Not sure about ounces sorry. Just using the bottle provided filling the petrol part up 1/2 liter mark and then filling the oil part to the 1/2 way mark on the 40:1 gauge. You'd think it was fool proof 
I'll have a look how to tune it or maybe try with a little less oil.
Thank you for the help


----------



## Philbert (Jun 28, 2020)

'40:1' = 128 ounces (1 U.S. gallon) of gas: 3.2 ounces of mix oil, right?

Or, 1,000 ml (1 Liter) : 25 ml.

Not sure what your gauges look like - a photo of them might help.

Philbert


----------



## The Lorax (Jun 28, 2020)

dannythemanny said:


> Not sure about ounces sorry. Just using the bottle provided filling the petrol part up 1/2 liter mark and then filling the oil part to the 1/2 way mark on the 40:1 gauge. You'd think it was fool proof
> I'll have a look how to tune it or maybe try with a little less oil.
> Thank you for the help


Is it a 1 litre bottle?
For 40:1 you need 40 litres petrol to 1 litre of oil, 20 litres of petrol to 500ml oil, 10 litres petrol to 250ml oil, 5 litres petrol 125ml oil 1 litre to 25ml oil.
I would mix 1 litre minimum as less than that the ratios get less precise as you are dealing with surface tension etc.


----------



## Fatherwheels (Jun 28, 2020)

Either your mix is wrong, or your mix is right and your engine is not right,
either way, engine running too HOT to the extent it cuts out more than likely means
the piston is gone, and likely cylinder damage too.
Take it back to the dealer you bought it from and explain how it ran from new.
Your mix may be correct, but if the engine is that hot it won’t run, then something is wrong.

Put up a picture of the measuring bottle showing the scale, some bottles have scales on both sides
that show different numbers for different ratios.

What is the model of trimmer you have.


----------



## mexicanyella (Jun 29, 2020)

This seems like an interesting approach to starting an oil thread.


----------



## jp233 (Jun 29, 2020)

take the guesswork out of mixing. There are little bottles that the marine community use, cheap on Amazon.

But if you want to mix small quantities and especially want to be able to accurately do multiple ratios, go get an Accu-Mix jug and never look back.





__





Accu-Mix Fuel Jug


Accu-Mix is a fluid measuring and mixing bottle. Measures fuel by weight, not just by volume. Easily and accurately measures and mixes any form of concentrate into solution.




www.accu-products.com





post, some more stuff here: https://www.arboristsite.com/community/threads/ideal-fuel-mix.343984/page-2#post-7327229


----------



## holeycow (Jun 29, 2020)

Likely you have a phone. Likely it has a calculator. Measure your gas reasonably close. Enter that volume in your calculator. Divide by 40. That is your oil amount. Close enough.

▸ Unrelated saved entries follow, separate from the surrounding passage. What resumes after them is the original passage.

//! Seven-segment status display.
//!
//! Six independently addressable digits, each taking one active-low
//! segment byte (bit 0 = segment a ... bit 6 = segment g, bit 7 = decimal
//! point). Register writes are an external collaborator behind
//! [`DisplayPanel`] and are assumed never to fail.

/// Number of addressable digit positions (HEX0..HEX5).
pub const DIGIT_COUNT: usize = 6;

/// Position of one digit on the bank, 0 = rightmost.
#[derive(Clone, Copy, Debug, PartialEq, Eq, PartialOrd, Ord)]
#[cfg_attr(feature = "defmt", derive(defmt::Format))]
pub struct DigitId(u8);

impl DigitId {
    /// `None` if `position` is not on the bank.
    pub const fn new(position: u8) -> Option<Self> {
        if (position as usize) < DIGIT_COUNT {
            Some(Self(position))
        } else {
            None
        }
    }

    pub const fn index(self) -> usize {
        self.0 as usize
    }

    /// Every position, rightmost first.
    pub fn all() -> impl Iterator<Item = DigitId> {
        (0..DIGIT_COUNT as u8).map(DigitId)
    }
}

/// Symbols the status display can show.
#[derive(Clone, Copy, Debug, PartialEq, Eq)]
#[cfg_attr(feature = "defmt", derive(defmt::Format))]
#[repr(u8)]
pub enum DigitGlyph {
    Blank = 0xFF,
    Zero = 0xC0,
    One = 0xF9,
    Two = 0xA4,
    P = 0x8C,
    Dash = 0xBF,
}

impl DigitGlyph {
    /// Active-low segment pattern for the digit register.
    pub const fn segments(self) -> u8 {
        self as u8
    }

    /// Glyph for a player number; numbers without a glyph show a dash.
    pub const fn for_player(player: u8) -> Self {
        match player {
            0 => DigitGlyph::Zero,
            1 => DigitGlyph::One,
            2 => DigitGlyph::Two,
            _ => DigitGlyph::Dash,
        }
    }
}

/// A bank of seven-segment digits.
pub trait DisplayPanel {
    /// Latch `glyph` onto `digit`. Visible immediately.
    fn show(&mut self, digit: DigitId, glyph: DigitGlyph);
}

/// One full frame for the bank, indexed by digit position.
#[derive(Clone, Copy, Debug, PartialEq, Eq)]
pub struct StatusMessage {
    glyphs: [DigitGlyph; DIGIT_COUNT],
}

impl StatusMessage {
    /// `"  P<n>  "`: the player marker on HEX3 and the player digit on HEX2.
    pub const fn player(player: u8) -> Self {
        let mut glyphs = [DigitGlyph::Blank; DIGIT_COUNT];
        glyphs[3] = DigitGlyph::P;
        glyphs[2] = DigitGlyph::for_player(player);
        Self { glyphs }
    }

    pub fn glyph(&self, digit: DigitId) -> DigitGlyph {
        self.glyphs[digit.index()]
    }

    /// Write every position of the frame, one `show` per digit.
    pub fn render<D: DisplayPanel>(&self, panel: &mut D) {
        for digit in DigitId::all() {
            panel.show(digit, self.glyph(digit));
        }
    }
}
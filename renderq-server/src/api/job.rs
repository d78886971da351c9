//! Job API Handlers
//!
//! HTTP endpoints for the job lifecycle. Each handler runs after the tenant
//! gate and works on the resolved tenant's store.

use std::sync::Arc;

use axum::{
    Extension, Json,
    body::Bytes,
    extract::Path,
};
use renderq_core::domain::job::Job;
use renderq_core::domain::status::JobStatus;
use renderq_core::domain::tags::TagFilter;
use renderq_core::dto::job::{DeleteResult, PickupResponse};
use serde_json::Value;

use crate::api::error::{ApiError, ApiResult};
use crate::api::middleware::CallerOrigin;
use crate::tenant::Tenant;

fn parse_body(body: &Bytes) -> ApiResult<Value> {
    serde_json::from_slice(body)
        .map_err(|e| ApiError::BadRequest(format!("Invalid JSON body: {}", e)))
}

/// POST /jobs
/// Create a queued job
pub async fn create_job(
    Extension(tenant): Extension<Arc<Tenant>>,
    CallerOrigin(origin): CallerOrigin,
    body: Bytes,
) -> ApiResult<Json<Job>> {
    let body = parse_body(&body)?;
    let store = tenant.store().await?;

    let job = store.create(body, origin).await?;
    Ok(Json(job))
}

/// GET /jobs
/// List all jobs of the tenant
pub async fn list_jobs(Extension(tenant): Extension<Arc<Tenant>>) -> ApiResult<Json<Vec<Job>>> {
    tracing::debug!("Listing jobs for tenant {}", tenant.name());

    let store = tenant.store().await?;
    Ok(Json(store.list().await))
}

/// GET /jobs/status
/// Status projection of all jobs
pub async fn list_statuses(
    Extension(tenant): Extension<Arc<Tenant>>,
) -> ApiResult<Json<Vec<JobStatus>>> {
    tracing::debug!("Listing job statuses for tenant {}", tenant.name());

    let store = tenant.store().await?;
    Ok(Json(store.status_list().await))
}

/// GET /jobs/pickup
/// Claim the oldest queued job, or `{}` when none is queued
pub async fn pickup_job(
    Extension(tenant): Extension<Arc<Tenant>>,
    CallerOrigin(origin): CallerOrigin,
) -> ApiResult<Json<PickupResponse>> {
    let store = tenant.store().await?;

    let job = store.pickup(origin, None).await?;
    Ok(Json(job.into()))
}

/// GET /jobs/pickup/{tags}
/// Claim the oldest queued job carrying every listed tag
pub async fn pickup_tagged_job(
    Extension(tenant): Extension<Arc<Tenant>>,
    CallerOrigin(origin): CallerOrigin,
    Path(tags): Path<String>,
) -> ApiResult<Json<PickupResponse>> {
    let filter = TagFilter::parse(&tags);
    tracing::debug!("Pickup for tenant {} with tags {:?}", tenant.name(), filter.tags());

    let store = tenant.store().await?;
    let filter = (!filter.is_empty()).then_some(filter);

    let job = store.pickup(origin, filter.as_ref()).await?;
    Ok(Json(job.into()))
}

/// GET /jobs/{uid}/status
/// Status projection of one job
pub async fn get_job_status(
    Extension(tenant): Extension<Arc<Tenant>>,
    Path(uid): Path<String>,
) -> ApiResult<Json<JobStatus>> {
    tracing::debug!("Getting status of job {}", uid);

    let store = tenant.store().await?;
    Ok(Json(store.status(&uid).await?))
}

/// GET /jobs/{uid}
/// Full job record
pub async fn get_job(
    Extension(tenant): Extension<Arc<Tenant>>,
    Path(uid): Path<String>,
) -> ApiResult<Json<Job>> {
    tracing::debug!("Getting job {}", uid);

    let store = tenant.store().await?;
    Ok(Json(store.get(&uid).await?))
}

/// PUT /jobs/{uid}
/// Shallow-merge the body over the stored job
pub async fn update_job(
    Extension(tenant): Extension<Arc<Tenant>>,
    Path(uid): Path<String>,
    body: Bytes,
) -> ApiResult<Json<Job>> {
    let store = tenant.store().await?;
    if !store.contains(&uid).await {
        return Err(ApiError::NotFound(format!("Job {} not found", uid)));
    }

    let patch = parse_body(&body)?;
    Ok(Json(store.update(&uid, patch).await?))
}

/// DELETE /jobs/{uid}
/// Remove a job; deleting a missing job reports `removed: false`
pub async fn delete_job(
    Extension(tenant): Extension<Arc<Tenant>>,
    Path(uid): Path<String>,
) -> ApiResult<Json<DeleteResult>> {
    let store = tenant.store().await?;

    let removed = store.delete(&uid).await?;
    Ok(Json(DeleteResult { id: uid, removed }))
}
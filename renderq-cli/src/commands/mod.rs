//! Commands module
//!
//! Defines all CLI commands and their handlers.

mod job;

pub use job::JobCommands;

use anyhow::Result;
use clap::Subcommand;

use crate::config::Config;

/// Top-level CLI commands
#[derive(Subcommand)]
pub enum Commands {
    /// Job management
    Job {
        #[command(subcommand)]
        command: JobCommands,
    },
}

/// Handle a CLI command
pub async fn handle_command(command: Commands, config: &Config) -> Result<()> {
    match command {
        Commands::Job { command } => job::handle_job_command(command, config).await,
    }
}
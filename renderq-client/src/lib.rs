//! renderq HTTP Client
//!
//! A typed HTTP client for the renderq job queue API, used by render workers,
//! producers and the CLI.
//!
//! # Example
//!
//! ```no_run
//! use renderq_client::QueueClient;
//! use serde_json::json;
//!
//! #[tokio::main]
//! async fn main() -> anyhow::Result<()> {
//!     let client = QueueClient::new("http://localhost:8080").with_secret("s3cret");
//!
//!     let job = client
//!         .create_job(&json!({ "template": { "src": "file:///project.aep", "composition": "main" } }))
//!         .await?;
//!     println!("Queued job: {}", job.uid());
//!
//!     if let Some(job) = client.pickup().await? {
//!         println!("Picked up job: {}", job.uid());
//!     }
//!     Ok(())
//! }
//! ```

pub mod error;
mod jobs;

// Re-export commonly used types
pub use error::{ClientError, Result};

use reqwest::{Client, Method, RequestBuilder, Url};
use serde::de::DeserializeOwned;

/// Header carrying the shared secret
pub const SECRET_HEADER: &str = "nexrender-secret";

/// Header selecting the tenant
pub const TENANT_HEADER: &str = "nexrender-tenant";

/// HTTP client for the renderq API
///
/// Credentials and tenant are attached to every request:
/// - `with_secret` sends the tenant's shared secret
/// - `with_bearer` sends a signed bearer token
/// - `with_tenant` selects a tenant other than the default one
#[derive(Debug, Clone)]
pub struct QueueClient {
    /// Base URL of the server (e.g., "http://localhost:8080")
    base_url: String,
    /// HTTP client instance
    client: Client,
    secret: Option<String>,
    bearer: Option<String>,
    tenant: Option<String>,
}

impl QueueClient {
    /// Create a new client
    ///
    /// # Example
    /// ```
    /// use renderq_client::QueueClient;
    ///
    /// let client = QueueClient::new("http://localhost:8080");
    /// ```
    pub fn new(base_url: impl Into<String>) -> Self {
        Self::with_client(base_url, Client::new())
    }

    /// Create a new client with a custom HTTP client
    ///
    /// This allows you to configure timeouts, proxies, TLS settings, etc.
    pub fn with_client(base_url: impl Into<String>, client: Client) -> Self {
        let base_url = base_url.into();
        Self {
            base_url: base_url.trim_end_matches('/').to_string(),
            client,
            secret: None,
            bearer: None,
            tenant: None,
        }
    }

    pub fn with_secret(mut self, secret: impl Into<String>) -> Self {
        self.secret = Some(secret.into());
        self
    }

    pub fn with_bearer(mut self, token: impl Into<String>) -> Self {
        self.bearer = Some(token.into());
        self
    }

    pub fn with_tenant(mut self, tenant: impl Into<String>) -> Self {
        self.tenant = Some(tenant.into());
        self
    }

    /// Get the base URL of the server
    pub fn base_url(&self) -> &str {
        &self.base_url
    }

    pub fn tenant(&self) -> Option<&str> {
        self.tenant.as_deref()
    }

    /// Build `/api/v1/{segments...}` under the base URL
    ///
    /// Each segment is percent-encoded, so a uid holding `/`, `?` or `#`
    /// stays a single path segment.
    fn endpoint(&self, segments: &[&str]) -> Result<Url> {
        let mut url =
            Url::parse(&self.base_url).map_err(|e| ClientError::InvalidUrl(e.to_string()))?;
        url.path_segments_mut()
            .map_err(|_| ClientError::InvalidUrl(self.base_url.clone()))?
            .pop_if_empty()
            .extend(["api", "v1"])
            .extend(segments);
        Ok(url)
    }

    /// Start a request to the API with credentials attached
    fn request(&self, method: Method, segments: &[&str]) -> Result<RequestBuilder> {
        let url = self.endpoint(segments)?;
        tracing::debug!("{} {}", method, url);

        let mut builder = self.client.request(method, url);
        if let Some(secret) = &self.secret {
            builder = builder.header(SECRET_HEADER, secret);
        }
        if let Some(token) = &self.bearer {
            builder = builder.bearer_auth(token);
        }
        if let Some(tenant) = &self.tenant {
            builder = builder.header(TENANT_HEADER, tenant);
        }
        Ok(builder)
    }

    // =============================================================================
    // Response Handlers
    // =============================================================================

    /// Handle an API response and deserialize JSON
    ///
    /// This method checks the status code and returns an appropriate error if
    /// the request failed, or deserializes the response body if successful.
    async fn handle_response<T: DeserializeOwned>(&self, response: reqwest::Response) -> Result<T> {
        let status = response.status();

        if !status.is_success() {
            let error_text = response
                .text()
                .await
                .unwrap_or_else(|_| "Unknown error".to_string());
            return Err(ClientError::api_error(status.as_u16(), error_text));
        }

        response
            .json()
            .await
            .map_err(|e| ClientError::ParseError(format!("Failed to parse JSON response: {}", e)))
    }
}
//! Error types for the renderq client

use thiserror::Error;

/// Result type alias for client operations
pub type Result<T> = std::result::Result<T, ClientError>;

/// Errors that can occur when using the renderq client
#[derive(Debug, Error)]
pub enum ClientError {
    /// HTTP request failed
    #[error("HTTP request failed: {0}")]
    RequestFailed(#[from] reqwest::Error),

    /// API returned an error status code
    #[error("API error (status {status}): {message}")]
    ApiError {
        /// HTTP status code
        status: u16,
        /// Error message from the API
        message: String,
    },

    /// Base URL cannot carry API paths
    #[error("Invalid server URL: {0}")]
    InvalidUrl(String),

    /// Failed to parse response
    #[error("Failed to parse response: {0}")]
    ParseError(String),
}

impl ClientError {
    /// Create an API error from status code and response body
    ///
    /// The server answers errors as `{"error": "..."}`; the message is
    /// unwrapped when the body has that shape.
    pub fn api_error(status: u16, body: impl Into<String>) -> Self {
        let body = body.into();
        let message = serde_json::from_str::<serde_json::Value>(&body)
            .ok()
            .and_then(|value| value.get("error")?.as_str().map(str::to_string))
            .unwrap_or(body);

        Self::ApiError { status, message }
    }

    /// Check if this error is a "not found" error
    pub fn is_not_found(&self) -> bool {
        matches!(self, Self::ApiError { status: 404, .. })
    }

    /// Check if the server refused the credentials
    pub fn is_unauthorized(&self) -> bool {
        matches!(self, Self::ApiError { status: 401 | 403, .. })
    }

    /// Check if this error is a client error (4xx status)
    pub fn is_client_error(&self) -> bool {
        matches!(self, Self::ApiError { status, .. } if *status >= 400 && *status < 500)
    }

    /// Check if this error is a server error (5xx status)
    pub fn is_server_error(&self) -> bool {
        matches!(self, Self::ApiError { status, .. } if *status >= 500)
    }
}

as suggested, your little motor is probably stupid lean, mixed fuel to air ratio.

anyway, the mix doesn't have to be perfect at all. Close is fine. Every oil is different and has an effect on how things run. I try to pick an oil that burns clean with as much oil as possible in the mix, down to as close to 30:1 as I can get it, if it's a racing two stroke bike that is. I don't sweat the same detail in my chainsaws, trimmer, etc, which I run mostly near 40:1.

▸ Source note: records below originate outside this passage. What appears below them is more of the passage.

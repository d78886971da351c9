//! Job DTOs

use serde::de::{self, Deserializer};
use serde::ser::{SerializeMap, Serializer};
use serde::{Deserialize, Serialize};
use serde_json::{Map, Value};

use crate::domain::job::Job;

/// Outcome of a delete request
#[derive(Debug, Clone, PartialEq, Eq, Serialize, Deserialize)]
pub struct DeleteResult {
    pub id: String,
    pub removed: bool,
}

/// Pickup answer: the claimed job, or `{}` when nothing is queued
///
/// Only an empty object decodes as [`PickupResponse::Empty`]. Any other
/// object must be a job record, so a claimed job is never mistaken for an
/// empty queue.
#[derive(Debug, Clone, PartialEq)]
pub enum PickupResponse {
    Job(Job),
    Empty,
}

impl PickupResponse {
    pub fn into_job(self) -> Option<Job> {
        match self {
            PickupResponse::Job(job) => Some(job),
            PickupResponse::Empty => None,
        }
    }
}

impl From<Option<Job>> for PickupResponse {
    fn from(job: Option<Job>) -> Self {
        match job {
            Some(job) => PickupResponse::Job(job),
            None => PickupResponse::Empty,
        }
    }
}

impl Serialize for PickupResponse {
    fn serialize<S: Serializer>(&self, serializer: S) -> Result<S::Ok, S::Error> {
        match self {
            PickupResponse::Job(job) => job.serialize(serializer),
            PickupResponse::Empty => serializer.serialize_map(Some(0))?.end(),
        }
    }
}

impl<'de> Deserialize<'de> for PickupResponse {
    fn deserialize<D: Deserializer<'de>>(deserializer: D) -> Result<Self, D::Error> {
        let record = Map::<String, Value>::deserialize(deserializer)?;
        if record.is_empty() {
            return Ok(PickupResponse::Empty);
        }

        Job::try_from(record)
            .map(PickupResponse::Job)
            .map_err(de::Error::custom)
    }
}

#[cfg(test)]
mod tests {
    use super::*;

    #[test]
    fn test_empty_pickup_is_empty_object() {
        let value = serde_json::to_value(PickupResponse::from(None)).unwrap();
        assert_eq!(value, serde_json::json!({}));

        let parsed: PickupResponse = serde_json::from_str("{}").unwrap();
        assert!(parsed.into_job().is_none());
    }

    #[test]
    fn test_job_pickup_parses_back() {
        let job = Job::new("j1".to_string(), chrono::Utc::now());
        let text = serde_json::to_string(&PickupResponse::from(Some(job.clone()))).unwrap();

        let parsed: PickupResponse = serde_json::from_str(&text).unwrap();
        assert_eq!(parsed.into_job(), Some(job));
    }

    #[test]
    fn test_job_with_unknown_state_is_still_a_job() {
        let parsed: PickupResponse =
            serde_json::from_str(r#"{"uid":"j1","state":"paused","priority":null}"#).unwrap();

        let job = parsed.into_job().unwrap();
        assert_eq!(job.uid(), "j1");
        assert_eq!(job.state_str(), Some("paused"));
    }

    #[test]
    fn test_undecodable_pickup_is_an_error() {
        assert!(serde_json::from_str::<PickupResponse>(r#"{"state":"picked"}"#).is_err());
        assert!(serde_json::from_str::<PickupResponse>(r#"{"uid":7,"state":"picked"}"#).is_err());
        assert!(serde_json::from_str::<PickupResponse>("[]").is_err());
    }
}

i doubt the problem is your mix.


----------



## cuinrearview (Jun 29, 2020)

Seems like an easy answer right here, especially with a tool that's seldom used.


----------



## cuinrearview (Jun 29, 2020)

Or maybe this if your location is accurate.








Aspen & Stihl fuel at Caerfagu in Mid Wales


The cleanest forms of petrol available on the market for sale in Mid Wales. Aspen 2-stroke and 4-stroke alkylate petrol and Stihl Motomix & Viking Motoplus in stock!




www.caerfagu.co.uk


----------



## Philbert (Jun 29, 2020)

cuinrearview said:


> Seems like an easy answer right here, especially with a tool that's seldom used.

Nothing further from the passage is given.